Two lancers, sabres out, led the way as the stocky man walked ponderously along the frozen red clay to the planked door in the middle of the building. He opened the door and paused. “Dark inside. But one lantern and no striker.”

“Hold up the lantern,” Cerryl said dryly, waiting until the miller did before focusing a touch of chaos on the wick.

The lantern flared into light. The millmaster swallowed.

“Inside,” Cerryl suggested.

One of the lancers took the lantern from the miller and stepped into the mill. The millmaster followed, and then came Cerryl.

Cerryl studied the mill floor, covered with sawdust that had to have been there since fall-or even summer. The few racks flanking the blade, wrapped in oiled cloth, were empty.

“Now the storage barn there.” Cerryl gestured in the general direction of what he knew had to be the curing and storage barn.

With a deep breath the millmaster turned, and the four walked from the mill across the road and to the sliding door. The bearded man’s hands fumbled as he unlatched the big door and pushed it sideways.

Perhaps a third of the racks contained planks, mostly smaller cuts, though Cerryl noted perhaps two dozen heavy oak planks that might work for refurbishing the piers. After walking to that rack and checking the planks, he turned and left the barn, then waited for the millmaster to slide shut the heavy door. The wind whistled more loudly as the four walked back toward the house and the still-mounted lancers and their subofficer.

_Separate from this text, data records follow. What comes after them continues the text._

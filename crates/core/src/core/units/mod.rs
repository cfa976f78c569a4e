//! Combinational execution units.

/// Arithmetic Logic Unit.
pub mod alu;

/// Branch Resolution Unit.
pub mod bru;
//! Command-line front end for the RV32I simulator.
//!
//! Reads a binary-text program from a file (or stdin when no file is given),
//! runs it to the halt sentinel, and prints the run report: clock cycles,
//! the register dump, and the touched-memory dump.

use std::fs::File;
use std::io::{self, BufRead, BufReader};
use std::path::PathBuf;
use std::process::ExitCode;

use clap::Parser;
use tracing_subscriber::EnvFilter;

use rv32sim_core::{Config, Processor, SimError};

/// A single-cycle RISC-V RV32I instruction-set simulator.
#[derive(Parser, Debug)]
#[command(version, about)]
struct Cli {
    /// Program file: one 32-bit binary-encoded instruction per line.
    /// Reads from stdin when omitted.
    file: Option<PathBuf>,
}

fn main() -> ExitCode {
    tracing_subscriber::fmt()
        .with_env_filter(EnvFilter::from_default_env())
        .with_writer(io::stderr)
        .init();

    let cli = Cli::parse();

    match simulate(cli.file.as_deref()) {
        Ok(()) => ExitCode::SUCCESS,
        Err(e) => {
            eprintln!("[!] FATAL: {e}");
            ExitCode::FAILURE
        }
    }
}

fn simulate(file: Option<&std::path::Path>) -> Result<(), SimError> {
    let mut cpu = Processor::new(&Config::default());

    match file {
        Some(path) => {
            let reader = BufReader::new(File::open(path)?);
            load_and_run(&mut cpu, reader)?;
        }
        None => {
            let stdin = io::stdin();
            load_and_run(&mut cpu, stdin.lock())?;
        }
    }

    cpu.print_statistics();
    cpu.stats.print();
    cpu.dump_registers();
    cpu.dump_memory();
    Ok(())
}

fn load_and_run<R: BufRead>(cpu: &mut Processor, reader: R) -> Result<(), SimError> {
    cpu.load_program(reader)?;
    cpu.run()
}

Before the house, Cerryl turned once more to the bearded man. “We need timber. More than what you have here. You need your mill. You have no logs to cut, but there is enough water in the river to run the blade. The ice isn’t that thick, and the mill is undershot anyway. It was designed to work in the winter.”

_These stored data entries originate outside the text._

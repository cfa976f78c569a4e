//! Architectural register state.

/// General-purpose register file.
pub mod gpr;

pub use gpr::Gpr;
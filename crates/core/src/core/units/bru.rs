//! Branch Resolution Unit.
//!
//! Evaluates a branch condition over the two register operands. The
//! comparison domain (signed vs. unsigned) is a separate control line, so
//! `Lt`/`Ge` serve both BLT/BGE and BLTU/BGEU.

use crate::core::signals::BranchCond;

/// The Branch Resolution Unit.
pub struct Bru;

impl Bru {
    /// Returns whether the branch condition holds for operands `a` and `b`.
    ///
    /// # Arguments
    ///
    /// * `cond` - The condition to evaluate.
    /// * `unsigned` - Compare in the unsigned domain (BLTU/BGEU).
    /// * `a` - The `rs1` register value.
    /// * `b` - The `rs2` register value.
    pub fn resolve(cond: BranchCond, unsigned: bool, a: u32, b: u32) -> bool {
        match cond {
            BranchCond::Eq => a == b,
            BranchCond::Ne => a != b,
            BranchCond::Lt => {
                if unsigned {
                    a < b
                } else {
                    (a as i32) < (b as i32)
                }
            }
            BranchCond::Ge => {
                if unsigned {
                    a >= b
                } else {
                    (a as i32) >= (b as i32)
                }
            }
        }
    }
}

“Ah…yes.” The miller glanced at Cerryl.

“I once worked in a mill. Do you have a wagon and a team?”

“Yes, ser.” The millmaster’s eyes darted toward the outbuilding to the west of the long house.

“Then you will turn that wagon into a sledge. Remove the wheels. I will send a half-score of able men to help you fell and move the logs. If we get timbers and planks from those logs, you will get golds. Not many, but more than if I have to burn the mill. The choice is yours.” Cerryl forced a smile like Anya’s-hard and bright.

“You drive a hard bargain, ser mage.”

“No. There are many who lost everything. You get to keep what you have and work hard for a few golds. Most would envy you.”

The bearded man’s eyes did not meet Cerryl’s.

“Best you prepare,” Cerryl said firmly. “You will have workers tomorrow or the next day.”

“Yes, ser.” The resigned tone was barely audible.

Cerryl ignored it and remounted the gelding.

As they rode back down the narrow road, Hiser glanced at Cerryl. “You promised men.”

“The troublemakers…Bring them out here tomorrow. The first one that makes more trouble, bring him back to me.”

“Ah…”

“I’ll kill him with chaos,” Cerryl said flatly. “In front of all the lancers. Don’t think I won’t. And any others who lay a hand on the locals, except to defend themselves.”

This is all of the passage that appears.